Le film du mois : Once upon a time in… Hollywood

La moitié de l’année 2019 est derrière moi et force m’est de constater que cette année, encore plus que les précédentes, le nombre de bons films vu est encore plus réduit. Il est vrai que les séries TV prennent de plus en plus de place, mais je le vois dans mes notes sur Sens-Critique, je suis de plus en plus difficile pour me dire qu’il s’agissait d’un “bon film”… Deux options s’offraient à moi pour cette fin du mois d’aout : Ibiza, comédie comique française rythmée par Christian Clavier… ou Once upon a time in… Hollywood, la dernière production de Tarantino, dont j’avais vu passé de nombreux articles ces derniers mois, rassemblant Leonardo Dicaprio et Brad Pitt à l’écran. Ce n’est qu’une fois les billets achetés que l’on découvre que nous voilà partis pour 3 heures de film, en route pour l’inconnu…
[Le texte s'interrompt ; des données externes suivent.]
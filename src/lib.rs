pub mod utils;
pub mod models;
pub mod index;
pub mod forces;
pub mod layout;

/// ### General helper function
/// - Asserts that two floating point numbers are approximately equal.
///
/// ### Arguments
///
/// * `a` - The first floating point number.
/// * `b` - The second floating point number.
/// * `epsilon` - The maximum difference between `a` and `b` for them to be considered equal.
/// * `optional_message` - An optional message to display if the assertion fails.
///
pub fn assert_float_eq(a: f64, b: f64, epsilon: f64, optional_message: Option<&str>) {
    match optional_message {
        Some(message) => assert!((a - b).abs() < epsilon, "a: {:?},\nb: {:?},\nepsilon: {:?},\n message: {:?}", a, b, epsilon, message),
        None => assert!((a - b).abs() < epsilon, "Expected {} to be approximately equal to {} (epsilon: {})", a, b, epsilon),
    }
}

/// Routes `log` output of the code under test through `env_logger`.
///
/// Safe to call from every test; only the first call installs the logger.
#[cfg(test)]
pub(crate) fn init_test_logger() {
    let _ = env_logger::builder().is_test(true).try_init();
}
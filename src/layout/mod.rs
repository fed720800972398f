#[cfg(feature = "layout")]
mod force_layout;

#[cfg(feature = "layout")]
pub use force_layout::*;

#[cfg(test)]
#[cfg(feature = "layout")]
mod force_layout_tests;
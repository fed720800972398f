use crate::utils::{LayoutConfig, QuadTreeConfig, QuadTreeError, DEFAULT_MAX_DEPTH, DEFAULT_MAX_ELEMENTS_PER_LEAF};

#[test]
fn test_quadtree_config_defaults() {
    let config = QuadTreeConfig::default();
    assert_eq!(config.max_elements_per_leaf, DEFAULT_MAX_ELEMENTS_PER_LEAF);
    assert_eq!(config.max_depth, DEFAULT_MAX_DEPTH);
}

#[test]
fn test_quadtree_config_new_falls_back_to_defaults() {
    let config = QuadTreeConfig::new(Some(4), None);
    assert_eq!(config.max_elements_per_leaf, 4);
    assert_eq!(config.max_depth, DEFAULT_MAX_DEPTH);
}

#[test]
fn test_quadtree_config_rejects_zero_capacity() {
    let config = QuadTreeConfig::new(Some(0), None);
    assert_eq!(config.validate(), Err(QuadTreeError::InvalidCapacity));
}

#[test]
fn test_layout_config_validate() {
    assert!(LayoutConfig::default().validate().is_ok());

    let negative_theta = LayoutConfig::new(None, None, None, None, None, None, None, Some(-0.1));
    assert_eq!(negative_theta.validate(), Err(QuadTreeError::InvalidTheta));

    let bad_damping = LayoutConfig::new(None, None, None, None, None, None, Some(1.5), None);
    assert!(matches!(bad_damping.validate(), Err(QuadTreeError::CalculationError(_))));
}

#[test]
fn test_layout_config_with_tree() {
    let config = LayoutConfig::default().with_tree(QuadTreeConfig::new(Some(2), Some(8)));
    assert_eq!(config.tree.max_elements_per_leaf, 2);
    assert_eq!(config.tree.max_depth, 8);
    assert_eq!(config.charge, 128.0);
}
#[cfg(feature = "barnes_hut")]
mod barnes_hut;
#[cfg(feature = "barnes_hut")]
mod laws;

#[cfg(feature = "barnes_hut")]
pub use barnes_hut::*;
#[cfg(feature = "barnes_hut")]
pub use laws::*;

#[cfg(test)]
#[cfg(feature = "barnes_hut")]
mod laws_tests;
Entrez dans la machine à voyager dans une temps et plongez dans l’univers des productions d’Hollyowood, 50 années en arrière, pour près de 3 heures durant. C’est ce que nous propose “Once upon a time in Hollywood”, le dernier film de Quentin Tarantino.

Étonnement, j’ai plus entendu parler de ce grand réalisateur que vu ses films, je m’attendais donc à découvrir une filmographie plus étoffée. J’avais trouvé Django Unchained magistrale et j’avais longtemps envisagé de regarder “Les Huit Salopards” qui avait ensuite suivi au box office.
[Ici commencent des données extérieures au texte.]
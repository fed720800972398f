use rand::rngs::StdRng;
use rand::{Rng, SeedableRng};
use crate::assert_float_eq;
use crate::layout::ForceLayout;
use crate::models::Point;
use crate::utils::{LayoutConfig, QuadTreeConfig, QuadTreeError};

fn default_layout(width: f64) -> ForceLayout {
    ForceLayout::new(LayoutConfig::default(), Point::new(0.0, 0.0), width, width)
        .expect("Failed to create layout")
}

fn assert_index_matches(layout: &ForceLayout) {
    let tree = layout.tree();
    assert_eq!(tree.len(), layout.vertex_count());
    for (id, position) in layout.positions() {
        assert!(tree.contains(&position), "vertex {} left the universe", id);
        assert!(
            tree.query(&position, 0.0, 0.0).contains(&&id),
            "vertex {} not indexed at {}",
            id,
            position
        );
    }
}

#[test]
fn test_new_rejects_invalid_settings() {
    let bad_theta = LayoutConfig { theta: -1.0, ..LayoutConfig::default() };
    assert_eq!(
        ForceLayout::new(bad_theta, Point::new(0.0, 0.0), 10.0, 10.0).err(),
        Some(QuadTreeError::InvalidTheta)
    );
    assert_eq!(
        ForceLayout::new(LayoutConfig::default(), Point::new(0.0, 0.0), 0.0, 10.0).err(),
        Some(QuadTreeError::InvalidDimensions)
    );
    let bad_tree = LayoutConfig::default().with_tree(QuadTreeConfig::new(Some(0), None));
    assert_eq!(
        ForceLayout::new(bad_tree, Point::new(0.0, 0.0), 10.0, 10.0).err(),
        Some(QuadTreeError::InvalidCapacity)
    );
}

#[test]
fn test_add_vertex_and_edges() {
    let mut layout = default_layout(100.0);
    assert_eq!(layout.add_vertex(Point::new(0.0, 0.0)), Ok(0));
    assert_eq!(layout.add_vertex(Point::new(10.0, 0.0)), Ok(1));
    assert_eq!(layout.add_vertex(Point::new(500.0, 0.0)), Err(QuadTreeError::OutOfBounds));
    assert_eq!(layout.vertex_count(), 2);

    assert_eq!(layout.add_edge(0, 1), Ok(()));
    assert_eq!(layout.add_edge(0, 7), Err(QuadTreeError::UnknownVertex(7)));
    assert_eq!(layout.edge_count(), 1);
    assert_eq!(layout.velocity(1), Ok(Point::ORIGIN));
}

#[test]
fn test_remove_vertex_drops_its_edges() {
    let mut layout = default_layout(100.0);
    let a = layout.add_vertex(Point::new(-10.0, 0.0)).unwrap();
    let b = layout.add_vertex(Point::new(10.0, 0.0)).unwrap();
    let c = layout.add_vertex(Point::new(0.0, 10.0)).unwrap();
    layout.add_edge(a, b).unwrap();
    layout.add_edge(b, c).unwrap();
    layout.add_edge(c, a).unwrap();

    assert_eq!(layout.remove_vertex(b), Ok(()));
    assert_eq!(layout.edges(), &[(c, a)]);
    assert_eq!(layout.vertex_count(), 2);
    assert_eq!(layout.position(b), Err(QuadTreeError::UnknownVertex(b)));
    assert_eq!(layout.remove_vertex(b), Err(QuadTreeError::UnknownVertex(b)));

    // Ids are not reused.
    assert_eq!(layout.add_vertex(Point::new(10.0, 0.0)), Ok(3));
    assert_index_matches(&layout);
}

#[test]
fn test_isolated_vertex_stays_put() {
    let mut layout = default_layout(100.0);
    let id = layout.add_vertex(Point::new(3.0, 4.0)).unwrap();
    layout.simulate(10).expect("Simulation failed");
    assert_eq!(layout.position(id), Ok(Point::new(3.0, 4.0)));
    assert_eq!(layout.velocity(id), Ok(Point::ORIGIN));
    assert_eq!(layout.kinetic_energy(), 0.0);
}

#[test]
fn test_unconnected_vertices_repel() {
    let mut layout = default_layout(1000.0);
    let a = layout.add_vertex(Point::new(-1.0, 0.0)).unwrap();
    let b = layout.add_vertex(Point::new(1.0, 0.0)).unwrap();
    layout.step().expect("Step failed");

    // The clamped repulsion (40) halved by damping moves each vertex by 20.
    assert_eq!(layout.position(a), Ok(Point::new(-21.0, 0.0)));
    assert_eq!(layout.position(b), Ok(Point::new(21.0, 0.0)));
    assert_index_matches(&layout);
}

#[test]
fn test_stretched_edge_pulls_vertices_together() {
    let mut layout = default_layout(1000.0);
    let a = layout.add_vertex(Point::new(-200.0, 0.0)).unwrap();
    let b = layout.add_vertex(Point::new(200.0, 0.0)).unwrap();
    layout.add_edge(a, b).unwrap();
    layout.step().expect("Step failed");

    let pa = layout.position(a).unwrap();
    let pb = layout.position(b).unwrap();
    assert!(pa.distance(&pb) < 400.0);
    assert!(pa.x > -200.0 && pb.x < 200.0);
    assert!(layout.velocity(a).unwrap().x > 0.0);
}

#[test]
fn test_connected_pair_settles_near_equilibrium() {
    let mut layout = default_layout(1000.0);
    let a = layout.add_vertex(Point::new(-1.0, 0.0)).unwrap();
    let b = layout.add_vertex(Point::new(1.0, 0.0)).unwrap();
    layout.add_edge(a, b).unwrap();
    layout.simulate(300).expect("Simulation failed");

    // Repulsion k·q²/d² balances the spring k·(d − 20) a little past the rest length.
    let distance = layout.position(a).unwrap().distance(&layout.position(b).unwrap());
    assert_float_eq(distance, 28.6, 0.5, Some("pair did not settle"));
    assert!(layout.kinetic_energy() < 1e-6);
}

#[test]
fn test_vertices_are_clamped_into_universe() {
    let mut layout = default_layout(100.0);
    let a = layout.add_vertex(Point::new(49.0, 0.0)).unwrap();
    layout.add_vertex(Point::new(48.0, 0.0)).unwrap();
    layout.step().expect("Step failed");

    assert_eq!(layout.position(a), Ok(Point::new(50.0, 0.0)));
    assert_eq!(layout.tree().query(&Point::new(50.0, 0.0), 0.0, 0.0), vec![&a]);
    assert_index_matches(&layout);
}

#[test]
fn test_random_graph_keeps_index_in_sync() {
    crate::init_test_logger();
    let mut rng = StdRng::seed_from_u64(2012);
    let config = LayoutConfig::default().with_tree(QuadTreeConfig::new(Some(4), None));
    let mut layout = ForceLayout::new(config, Point::new(0.0, 0.0), 2000.0, 2000.0)
        .expect("Failed to create layout");

    for _ in 0..200 {
        let position = Point::new(rng.random_range(-300.0..300.0), rng.random_range(-300.0..300.0));
        layout.add_vertex(position).unwrap();
    }
    for id in 1..200 {
        let other = rng.random_range(0..id);
        layout.add_edge(id, other).unwrap();
    }

    layout.simulate(30).expect("Simulation failed");
    assert_eq!(layout.vertex_count(), 200);
    assert!(layout.kinetic_energy().is_finite());
    assert!(layout.positions().iter().all(|(_, position)| position.is_finite()));
    assert_index_matches(&layout);

    for id in (0..200).step_by(3) {
        layout.remove_vertex(id).unwrap();
    }
    layout.simulate(5).expect("Simulation failed");
    assert_eq!(layout.vertex_count(), 200 - 67);
    assert!(layout.edges().iter().all(|&(a, b)| a % 3 != 0 && b % 3 != 0));
    assert_index_matches(&layout);
}

#[test]
fn test_add_vertex_rejects_non_finite_positions() {
    let mut layout = default_layout(100.0);
    assert_eq!(layout.add_vertex(Point::new(f64::NAN, 0.0)), Err(QuadTreeError::OutOfBounds));
    assert_eq!(layout.add_vertex(Point::new(0.0, f64::INFINITY)), Err(QuadTreeError::OutOfBounds));
    assert_eq!(layout.vertex_count(), 0);
    assert!(layout.positions().is_empty());
}

#[test]
fn test_step_fails_when_index_lost_a_vertex() {
    let mut layout = default_layout(1000.0);
    let a = layout.add_vertex(Point::new(-1.0, 0.0)).unwrap();
    layout.add_vertex(Point::new(1.0, 0.0)).unwrap();
    assert!(layout.tree_mut().remove(&Point::new(-1.0, 0.0), &a));

    let result = layout.step();
    assert!(matches!(result, Err(QuadTreeError::CalculationError(_))), "{:?}", result);
    // The lost vertex is reported, not silently re-inserted.
    assert_eq!(layout.tree().len(), 1);
    assert!(layout.tree().query_all().iter().all(|&&id| id != a));
}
En nous plongeant dans l’Hollywood de 1969, Tarantino nous émerge dans le cinéma Western qu’il apprécie tout particulièrement alors en pleine mutation. Le genre s’essouffle, remplacé par des films et séries plus brutale et militaire de ce coté-là de l’Atlantique et prend une autre approche dans le cinéma italien des western spaghettis. Nous voici donc à vivre d’un côté la vie de l’acteur fictif Rick Dalton incarnée par Leonardo DiCaprio, un acteur vedette en perte de vitesse et sa doublure cascade Cliff jouée par l’autre “belle gueule” Brad Pitt.

Un voyage dans le temps - Once Upon A Time In Hollywood
Un voyage dans le temps –

Once upon a time in Hollywood est évidemment un festival de clins d’œil à cette période de transition de la fin des années 60 : voitures, ambiance, musiques, peoples… et bien sûr de nombreux films.
Pour ma part, je m’y attendais un peu, mais mes connaissances en films américains de ces année-là sont inexistantes. Né à la fin des années 70, ce sont essentiellement les vieux films Disney et surtout les productions françaises de Bourvil et De Funès qui font partie de ma culture cinématographique… C’est bien simple, je n’ai jamais vu aucun film de Western ! Issu de la génération 80, je suis un peu comme un millénial (ces enfants nés dans les années 2000) qui regarderait Stranger Things sans avoir vu un seul des grands films de l’époque.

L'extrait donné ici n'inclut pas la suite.